Posted by ch...@apache.org.
This is an automated email from the ASF dual-hosted git repository.
chhsiao pushed a commit to branch 1.7.x
in repository https://gitbox.apache.org/repos/asf/mesos.git
commit 9fd65a6f8862e52a6d8c9ed970498f4a8db113f7
Author: Benjamin Bannier <be...@mesosphere.io>
AuthorDate: Wed Dec 5 13:03:09 2018 -0800
Set agent and/or resource provider ID in operation status updates.
This patch sets agent and/or resource provider ID operation status
update messages. This is not always possible, e.g., some operations
might fail validation so that no corresponding IDs can be extracted.
Since operations failing validation are currently directly rejected by
the master without going through a status update manager, they are not
retried either. If a master status update manager for operations is
introduced at a later point it should be possible to forward
acknowledgements for updates to the master's update manager.
Review: https://reviews.apache.org/r/69163/
---
src/common/protobuf_utils.cpp | 4 +-
src/common/protobuf_utils.hpp | 4 +-
src/master/master.cpp | 74 +++++++++++++----
src/resource_provider/manager.cpp | 1 +
src/resource_provider/storage/provider.cpp | 48 ++++++-----
src/slave/slave.cpp | 41 +++++++--
src/tests/master_tests.cpp | 129 +++++++++++++++++++++++++++++
src/tests/mesos.hpp | 7 +-
8 files changed, 259 insertions(+), 49 deletions(-)

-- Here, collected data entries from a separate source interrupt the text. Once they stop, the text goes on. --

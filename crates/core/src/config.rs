//! TOML-based configuration for the merge engine.
//!
//! Sensitive values are referenced through `_env` fields naming an
//! environment variable; the value itself is resolved at runtime via
//! [`EngineConfig::resolve_env_vars`].

use std::collections::BTreeMap;
use std::path::Path;

use serde::{Deserialize, Serialize};
use tracing::{debug, info, warn};

use crate::conflict::resolver::ResolutionStrategy;
use crate::errors::ConfigError;

// ---------------------------------------------------------------------------
// Top-level config
// ---------------------------------------------------------------------------

/// Top-level engine configuration loaded from a TOML file.
#[derive(Debug, Clone, Default, Serialize, Deserialize)]
pub struct EngineConfig {
    /// Process and scheduling settings.
    #[serde(default)]
    pub engine: EngineSettings,

    /// Automatic conflict resolution settings.
    #[serde(default)]
    pub resolution: ResolutionConfig,

    /// Telemetry forwarding settings.
    #[serde(default)]
    pub telemetry: TelemetryConfig,
}

// ---------------------------------------------------------------------------
// Engine
// ---------------------------------------------------------------------------

/// Which process is loading the configuration.
///
/// Hosts that evaluate configuration in several processes pass the role
/// explicitly; one-time plugin setup only runs in `Main`.
#[derive(Debug, Clone, Copy, Default, Serialize, Deserialize, PartialEq, Eq)]
#[serde(rename_all = "lowercase")]
pub enum ProcessRole {
    #[default]
    Main,
    Worker,
}

impl std::fmt::Display for ProcessRole {
    fn fmt(&self, f: &mut std::fmt::Formatter<'_>) -> std::fmt::Result {
        match self {
            Self::Main => write!(f, "main"),
            Self::Worker => write!(f, "worker"),
        }
    }
}

/// Engine / scheduling configuration.
#[derive(Debug, Clone, Serialize, Deserialize)]
pub struct EngineSettings {
    /// Role of the current process.
    #[serde(default)]
    pub role: ProcessRole,

    /// Tracing filter level for `init_logging`.
    #[serde(default = "default_log_level")]
    pub log_level: String,

    /// Upper bound on files merged concurrently (default 8).
    #[serde(default = "default_max_parallel_files")]
    pub max_parallel_files: usize,
}

fn default_log_level() -> String {
    "info".into()
}
fn default_max_parallel_files() -> usize {
    8
}

impl Default for EngineSettings {
    fn default() -> Self {
        Self {
            role: ProcessRole::default(),
            log_level: default_log_level(),
            max_parallel_files: default_max_parallel_files(),
        }
    }
}

// ---------------------------------------------------------------------------
// Resolution
// ---------------------------------------------------------------------------

/// Fallback conflict resolution used when the owning plugin declines.
#[derive(Debug, Clone, Default, Serialize, Deserialize)]
pub struct ResolutionConfig {
    /// Strategy applied to every plugin without an override.
    #[serde(default)]
    pub strategy: ResolutionStrategy,

    /// Per-plugin strategy overrides, keyed by plugin key.
    #[serde(default)]
    pub overrides: BTreeMap<String, ResolutionStrategy>,
}

impl ResolutionConfig {
    /// The strategy for files owned by `plugin_key` (`None` for opaque files).
    pub fn strategy_for(&self, plugin_key: Option<&str>) -> ResolutionStrategy {
        plugin_key
            .and_then(|key| self.overrides.get(key).copied())
            .unwrap_or(self.strategy)
    }
}

// ---------------------------------------------------------------------------
// Telemetry
// ---------------------------------------------------------------------------

/// Telemetry forwarding configuration.
#[derive(Debug, Clone, Default, Serialize, Deserialize)]
pub struct TelemetryConfig {
    /// Forward engine events when a token is available.
    #[serde(default)]
    pub enabled: bool,

    /// Environment variable holding the telemetry project token.
    #[serde(default)]
    pub token_env: Option<String>,

    /// Token read from `token_env` at resolve time.
    #[serde(skip)]
    pub token: Option<String>,
}

// ---------------------------------------------------------------------------
// Loading & resolving
// ---------------------------------------------------------------------------

const LOG_LEVELS: &[&str] = &["trace", "debug", "info", "warn", "error"];

impl EngineConfig {
    /// Read and parse an engine config file. Env-var references stay
    /// unresolved until [`resolve_env_vars`](Self::resolve_env_vars).
    pub fn load_from_file<P: AsRef<Path>>(path: P) -> Result<Self, ConfigError> {
        let path = path.as_ref();
        info!(path = %path.display(), "reading engine config");

        if !path.exists() {
            return Err(ConfigError::FileNotFound(path.display().to_string()));
        }

        let contents = std::fs::read_to_string(path)?;
        Self::from_toml(&contents)
    }

    pub fn from_toml(contents: &str) -> Result<Self, ConfigError> {
        let config: EngineConfig =
            toml::from_str(contents).map_err(|e| ConfigError::ParseError(e.to_string()))?;
        debug!(role = %config.engine.role, "engine config parsed");
        Ok(config)
    }

    /// Resolve `*_env` fields from environment variables.
    ///
    /// A missing variable logs a warning and leaves the resolved field empty.
    pub fn resolve_env_vars(&mut self) -> Result<(), ConfigError> {
        if let Some(ref env_name) = self.telemetry.token_env {
            self.telemetry.token = resolve_optional_env(env_name, "telemetry.token_env");
        }
        Ok(())
    }

    /// Validate that all fields are sane.
    pub fn validate(&self) -> Result<(), ConfigError> {
        if self.engine.max_parallel_files == 0 {
            return Err(ConfigError::InvalidValue {
                field: "engine.max_parallel_files".into(),
                detail: "must be > 0".into(),
            });
        }
        if !LOG_LEVELS.contains(&self.engine.log_level.to_ascii_lowercase().as_str()) {
            return Err(ConfigError::InvalidValue {
                field: "engine.log_level".into(),
                detail: format!("expected one of {}", LOG_LEVELS.join(", ")),
            });
        }
        if self.telemetry.enabled && self.telemetry.token_env.is_none() {
            return Err(ConfigError::InvalidValue {
                field: "telemetry.token_env".into(),
                detail: "telemetry is enabled but no token variable is named".into(),
            });
        }
        Ok(())
    }

    /// Load, resolve env references, and validate.
    pub fn load_and_resolve<P: AsRef<Path>>(path: P) -> Result<Self, ConfigError> {
        let mut config = Self::load_from_file(path)?;
        config.resolve_env_vars()?;
        config.validate()?;
        Ok(config)
    }
}

/// Value of `env_name`, or `None` with a warning when unset or empty.
fn resolve_optional_env(env_name: &str, field: &str) -> Option<String> {
    match std::env::var(env_name) {
        Ok(val) if !val.is_empty() => {
            debug!(field, env_name, "env reference resolved");
            Some(val)
        }
        Ok(_) => {
            warn!(field, env_name, "env reference is empty");
            None
        }
        Err(_) => {
            warn!(field, env_name, "env reference is unset");
            None
        }
    }
}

diff --git a/src/common/protobuf_utils.cpp b/src/common/protobuf_utils.cpp
index 77139d8..14e582a 100644
--- a/src/common/protobuf_utils.cpp
+++ b/src/common/protobuf_utils.cpp
@@ -426,7 +426,9 @@ OperationStatus createOperationStatus(
const Option<OperationID>& operationId,
const Option<string>& message,
const Option<Resources>& convertedResources,
- const Option<id::UUID>& uuid)
+ const Option<id::UUID>& uuid,
+ const Option<SlaveID>& slaveId,
+ const Option<ResourceProviderID>& resourceProviderId)
{
OperationStatus status;
status.set_state(state);
diff --git a/src/common/protobuf_utils.hpp b/src/common/protobuf_utils.hpp
index 1662125..ca27e1c 100644
--- a/src/common/protobuf_utils.hpp
+++ b/src/common/protobuf_utils.hpp
@@ -165,7 +165,9 @@ OperationStatus createOperationStatus(
const Option<OperationID>& operationId = None(),
const Option<std::string>& message = None(),
const Option<Resources>& convertedResources = None(),
- const Option<id::UUID>& statusUUID = None());
+ const Option<id::UUID>& statusUUID = None(),
+ const Option<SlaveID>& slaveId = None(),
+ const Option<ResourceProviderID>& resourceProviderId = None());
Operation createOperation(
diff --git a/src/master/master.cpp b/src/master/master.cpp
index 14f0f12..fc29781 100644
--- a/src/master/master.cpp
+++ b/src/master/master.cpp
@@ -2275,6 +2275,11 @@ void Master::drop(
scheduler::Event update;
update.set_type(scheduler::Event::UPDATE_OPERATION_STATUS);
+ // NOTE: We do not attempt to set the agent or resource provider IDs for
+ // dropped operations as we cannot guarantee to always know their values.
+ //
+ // TODO(bbannier): Set agent or resource provider ID if we know
+ // for certain that the operation was valid.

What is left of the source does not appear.